EXERCISE GOAL: Print the data that follows exactly as it stands, from its first line through the line containing "(reload, bolt cycle).", and stop there.

[Dataset items]

Content starts

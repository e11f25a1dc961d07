//! Firearm tuning - data-driven варианты одного FSM
//!
//! Одна реализация `Firearm`, варианты отличаются только данными:
//! - `FireAction` (semi / auto / bolt)
//! - `Delivery` (физический снаряд / луч)
//! - reload scripts, spread, attachments
//!
//! Пресеты: carbine (auto), marksman rifle (bolt), pulse pistol (semi, beam).
//! Значения баланса - произвольный content.

use serde::{Deserialize, Serialize};

use crate::error::ConfigError;
use crate::projectile::{BeamTuning, DamageModel};

/// One cue inside a tick-indexed script.
#[derive(Clone, Debug, PartialEq, Serialize, Deserialize)]
pub struct ScriptCue {
    pub tick: u32,
    #[serde(default)]
    pub sound: Option<String>,
    /// Camera shake intensity (0 = нет)
    #[serde(default)]
    pub shake: f32,
}

impl ScriptCue {
    pub fn sound(tick: u32, sound: &str) -> Self {
        Self {
            tick,
            sound: Some(sound.to_string()),
            shake: 0.0,
        }
    }

    pub fn with_shake(mut self, shake: f32) -> Self {
        self.shake = shake;
        self
    }
}

/// Tick-indexed script (reload, bolt cycle).
#[derive(Clone, Debug, PartialEq, Serialize, Deserialize)]
pub struct ReloadScript {
    /// Total ticks; на `duration` → Idle
    pub duration: u32,
    /// Тик, на котором патроны переходят в магазин
    pub load_tick: u32,
    #[serde(default)]
    pub cues: Vec<ScriptCue>,
}

impl ReloadScript {
    pub fn cues_at(&self, tick: u32) -> impl Iterator<Item = &ScriptCue> {
        self.cues.iter().filter(move |c| c.tick == tick)
    }

    fn validate(&self, item: &str, what: &str) -> Result<(), ConfigError> {
        if self.duration == 0 {
            return Err(invalid(item, format!("{what} duration must be non-zero")));
        }
        if self.load_tick >= self.duration {
            return Err(invalid(
                item,
                format!("{what} load_tick {} outside duration {}", self.load_tick, self.duration),
            ));
        }
        Ok(())
    }
}

#[derive(Clone, Debug, PartialEq, Serialize, Deserialize)]
pub enum FireAction {
    SemiAuto,
    /// Keeps firing while use is held
    Automatic,
    /// After each shot (rounds left) → bolt cycle script
    BoltAction { cycle: ReloadScript },
}

#[derive(Clone, Debug, PartialEq, Serialize, Deserialize)]
pub enum Delivery {
    Projectile {
        kind: String,
        /// Blocks per tick
        speed: f32,
        damage: DamageModel,
        pierce: u32,
    },
    Beam(BeamTuning),
}

/// Spread cone (degrees).
#[derive(Clone, Debug, PartialEq, Serialize, Deserialize)]
pub struct SpreadTuning {
    pub base: f32,
    /// Множитель при ADS (sneaking)
    pub ads_multiplier: f32,
    pub bloom_per_shot: f32,
    pub bloom_max_shots: u32,
    /// Bloom спадает на один выстрел за столько тиков без стрельбы
    pub bloom_decay_ticks: u32,
    /// Degrees per block/tick of horizontal speed
    pub move_per_speed: f32,
    pub airborne_multiplier: f32,
}

/// Sight or muzzle attachment.
#[derive(Clone, Debug, PartialEq, Serialize, Deserialize)]
pub struct AttachmentTuning {
    pub id: String,
    pub label: String,
    pub spread_multiplier: f32,
    /// Заменяет fire sound (suppressor)
    #[serde(default)]
    pub fire_sound: Option<String>,
}

#[derive(Clone, Debug, PartialEq, Serialize, Deserialize)]
pub struct FirearmTuning {
    pub item_type_id: String,
    pub name: String,
    pub magazine_type: String,
    pub ammo_type: String,
    pub magazine_capacity: u32,
    pub pickup_ticks: u32,
    /// Ticks in `Fire` before the next state
    pub fire_interval: u32,
    pub action: FireAction,
    pub delivery: Delivery,
    pub spread: SpreadTuning,
    pub fire_sound: String,
    pub empty_sound: String,
    pub reload: ReloadScript,
    pub tactical_reload: ReloadScript,
    /// Ping-pong cooldown channels
    pub cooldown_channels: [String; 2],
    #[serde(default)]
    pub sights: Vec<AttachmentTuning>,
    #[serde(default)]
    pub muzzles: Vec<AttachmentTuning>,
}

fn invalid(item: &str, reason: String) -> ConfigError {
    ConfigError::Invalid {
        item: item.to_string(),
        reason,
    }
}

impl FirearmTuning {
    pub fn validate(&self) -> Result<(), ConfigError> {
        let item = self.item_type_id.as_str();
        if self.magazine_capacity == 0 {
            return Err(invalid(item, "magazine capacity must be non-zero".into()));
        }
        if self.fire_interval == 0 {
            return Err(invalid(item, "fire_interval must be non-zero".into()));
        }
        self.reload.validate(item, "reload")?;
        self.tactical_reload.validate(item, "tactical reload")?;
        if self.tactical_reload.duration >= self.reload.duration {
            return Err(invalid(
                item,
                format!(
                    "tactical reload ({}) must be shorter than full reload ({})",
                    self.tactical_reload.duration, self.reload.duration
                ),
            ));
        }
        if let FireAction::BoltAction { cycle } = &self.action {
            cycle.validate(item, "bolt cycle")?;
        }
        if self.cooldown_channels[0] == self.cooldown_channels[1] {
            return Err(invalid(item, "cooldown channels must differ".into()));
        }
        Ok(())
    }

    pub fn sight(&self, id: &str) -> Option<&AttachmentTuning> {
        self.sights.iter().find(|s| s.id == id)
    }

    pub fn muzzle(&self, id: &str) -> Option<&AttachmentTuning> {
        self.muzzles.iter().find(|m| m.id == id)
    }

    // ========================================================================
    // Presets
    // ========================================================================

    /// Automatic carbine (projectile, 20 rounds)
    pub fn carbine() -> Self {
        Self {
            item_type_id: "arsenal:carbine".into(),
            name: "Carbine".into(),
            magazine_type: "arsenal:carbine_magazine".into(),
            ammo_type: "arsenal:rifle_round".into(),
            magazine_capacity: 20,
            pickup_ticks: 8,
            fire_interval: 2,
            action: FireAction::Automatic,
            delivery: Delivery::Projectile {
                kind: "arsenal:bullet".into(),
                speed: 6.0,
                damage: DamageModel::Falloff {
                    base: 5.0,
                    start: 24.0,
                    per_block: 0.1,
                    floor: 2.0,
                },
                pierce: 1,
            },
            spread: SpreadTuning {
                base: 1.5,
                ads_multiplier: 0.4,
                bloom_per_shot: 0.35,
                bloom_max_shots: 10,
                bloom_decay_ticks: 3,
                move_per_speed: 6.0,
                airborne_multiplier: 2.0,
            },
            fire_sound: "arsenal.carbine.fire".into(),
            empty_sound: "arsenal.generic.dry_fire".into(),
            reload: ReloadScript {
                duration: 40,
                load_tick: 30,
                cues: vec![
                    ScriptCue::sound(0, "arsenal.carbine.mag_out"),
                    ScriptCue::sound(22, "arsenal.carbine.mag_in").with_shake(0.05),
                    ScriptCue::sound(34, "arsenal.carbine.charge"),
                ],
            },
            tactical_reload: ReloadScript {
                duration: 28,
                load_tick: 20,
                cues: vec![
                    ScriptCue::sound(0, "arsenal.carbine.mag_out"),
                    ScriptCue::sound(18, "arsenal.carbine.mag_in").with_shake(0.05),
                ],
            },
            cooldown_channels: ["arsenal:carbine_a".into(), "arsenal:carbine_b".into()],
            sights: vec![
                AttachmentTuning {
                    id: "red_dot".into(),
                    label: "Red dot".into(),
                    spread_multiplier: 0.8,
                    fire_sound: None,
                },
                AttachmentTuning {
                    id: "holo".into(),
                    label: "Holographic".into(),
                    spread_multiplier: 0.7,
                    fire_sound: None,
                },
            ],
            muzzles: vec![AttachmentTuning {
                id: "suppressor".into(),
                label: "Suppressor".into(),
                spread_multiplier: 0.9,
                fire_sound: Some("arsenal.carbine.fire_suppressed".into()),
            }],
        }
    }

    /// Bolt-action marksman rifle (projectile, 5 rounds, pierce)
    pub fn marksman_rifle() -> Self {
        Self {
            item_type_id: "arsenal:marksman_rifle".into(),
            name: "Marksman rifle".into(),
            magazine_type: "arsenal:marksman_magazine".into(),
            ammo_type: "arsenal:heavy_round".into(),
            magazine_capacity: 5,
            pickup_ticks: 12,
            fire_interval: 3,
            action: FireAction::BoltAction {
                cycle: ReloadScript {
                    duration: 14,
                    load_tick: 7,
                    cues: vec![
                        ScriptCue::sound(2, "arsenal.marksman.bolt_open"),
                        ScriptCue::sound(9, "arsenal.marksman.bolt_close"),
                    ],
                },
            },
            delivery: Delivery::Projectile {
                kind: "arsenal:heavy_bullet".into(),
                speed: 12.0,
                damage: DamageModel::Flat(16.0),
                pierce: 2,
            },
            spread: SpreadTuning {
                base: 3.0,
                ads_multiplier: 0.05,
                bloom_per_shot: 1.0,
                bloom_max_shots: 3,
                bloom_decay_ticks: 10,
                move_per_speed: 12.0,
                airborne_multiplier: 3.0,
            },
            fire_sound: "arsenal.marksman.fire".into(),
            empty_sound: "arsenal.generic.dry_fire".into(),
            reload: ReloadScript {
                duration: 60,
                load_tick: 45,
                cues: vec![
                    ScriptCue::sound(0, "arsenal.marksman.mag_out"),
                    ScriptCue::sound(35, "arsenal.marksman.mag_in").with_shake(0.08),
                    ScriptCue::sound(50, "arsenal.marksman.bolt_close"),
                ],
            },
            tactical_reload: ReloadScript {
                duration: 44,
                load_tick: 32,
                cues: vec![
                    ScriptCue::sound(0, "arsenal.marksman.mag_out"),
                    ScriptCue::sound(28, "arsenal.marksman.mag_in").with_shake(0.08),
                ],
            },
            cooldown_channels: ["arsenal:marksman_a".into(), "arsenal:marksman_b".into()],
            sights: vec![AttachmentTuning {
                id: "scope".into(),
                label: "Long scope".into(),
                spread_multiplier: 0.3,
                fire_sound: None,
            }],
            muzzles: Vec::new(),
        }
    }

    /// Semi-automatic pulse pistol (beam, 12 cells)
    pub fn pulse_pistol() -> Self {
        Self {
            item_type_id: "arsenal:pulse_pistol".into(),
            name: "Pulse pistol".into(),
            magazine_type: "arsenal:pulse_cell_pack".into(),
            ammo_type: "arsenal:pulse_cell".into(),
            magazine_capacity: 12,
            pickup_ticks: 5,
            fire_interval: 4,
            action: FireAction::SemiAuto,
            delivery: Delivery::Beam(BeamTuning {
                kind: "arsenal:pulse_beam".into(),
                speed: 4.0,
                point_blank: 1.5,
                damage: 7.0,
                splash_radius: 2.5,
                splash_damage: 3.0,
                lifetime_ticks: 10,
                impact_particle: "arsenal:pulse_burst".into(),
            }),
            spread: SpreadTuning {
                base: 0.8,
                ads_multiplier: 0.6,
                bloom_per_shot: 0.5,
                bloom_max_shots: 4,
                bloom_decay_ticks: 4,
                move_per_speed: 4.0,
                airborne_multiplier: 1.5,
            },
            fire_sound: "arsenal.pulse.fire".into(),
            empty_sound: "arsenal.pulse.depleted".into(),
            reload: ReloadScript {
                duration: 30,
                load_tick: 20,
                cues: vec![
                    ScriptCue::sound(0, "arsenal.pulse.eject"),
                    ScriptCue::sound(18, "arsenal.pulse.insert"),
                ],
            },
            tactical_reload: ReloadScript {
                duration: 22,
                load_tick: 14,
                cues: vec![ScriptCue::sound(0, "arsenal.pulse.eject")],
            },
            cooldown_channels: ["arsenal:pulse_a".into(), "arsenal:pulse_b".into()],
            sights: Vec::new(),
            muzzles: Vec::new(),
        }
    }

    /// All built-in firearm presets.
    pub fn presets() -> Vec<Self> {
        vec![Self::carbine(), Self::marksman_rifle(), Self::pulse_pistol()]
    }
}

#[cfg(test)]
mod tests {
    use super::*;

    #[test]
    fn test_presets_validate() {
        for tuning in FirearmTuning::presets() {
            tuning.validate().unwrap();
        }
    }

    #[test]
    fn test_tactical_must_be_shorter() {
        let mut tuning = FirearmTuning::carbine();
        tuning.tactical_reload.duration = tuning.reload.duration;
        tuning.tactical_reload.load_tick = 1;

        let err = tuning.validate().unwrap_err();
        assert!(err.to_string().contains("tactical reload"));
    }

    #[test]
    fn test_load_tick_inside_script() {
        let mut tuning = FirearmTuning::pulse_pistol();
        tuning.reload.load_tick = tuning.reload.duration;
        assert!(tuning.validate().is_err());
    }

    #[test]
    fn test_cues_at() {
        let carbine = FirearmTuning::carbine();
        let cues: Vec<_> = carbine.reload.cues_at(22).collect();
        assert_eq!(cues.len(), 1);
        assert_eq!(cues[0].shake, 0.05);
        assert_eq!(carbine.reload.cues_at(5).count(), 0);
    }
}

Content ends

RESULT:
repository e11f25a1dc961d07
//! Firearm tuning - data-driven варианты одного FSM
//!
//! Одна реализация `Firearm`, варианты отличаются только данными:
//! - `FireAction` (semi / auto / bolt)
//! - `Delivery` (физический снаряд / луч)
//! - reload scripts, spread, attachments
//!
//! Пресеты: carbine (auto), marksman rifle (bolt), pulse pistol (semi, beam).
//! Значения баланса - произвольный content.

use serde::{Deserialize, Serialize};

use crate::error::ConfigError;
use crate::projectile::{BeamTuning, DamageModel};

/// One cue inside a tick-indexed script.
#[derive(Clone, Debug, PartialEq, Serialize, Deserialize)]
pub struct ScriptCue {
    pub tick: u32,
    #[serde(default)]
    pub sound: Option<String>,
    /// Camera shake intensity (0 = нет)
    #[serde(default)]
    pub shake: f32,
}

impl ScriptCue {
    pub fn sound(tick: u32, sound: &str) -> Self {
        Self {
            tick,
            sound: Some(sound.to_string()),
            shake: 0.0,
        }
    }

    pub fn with_shake(mut self, shake: f32) -> Self {
        self.shake = shake;
        self
    }
}

/// Tick-indexed script (reload, bolt cycle).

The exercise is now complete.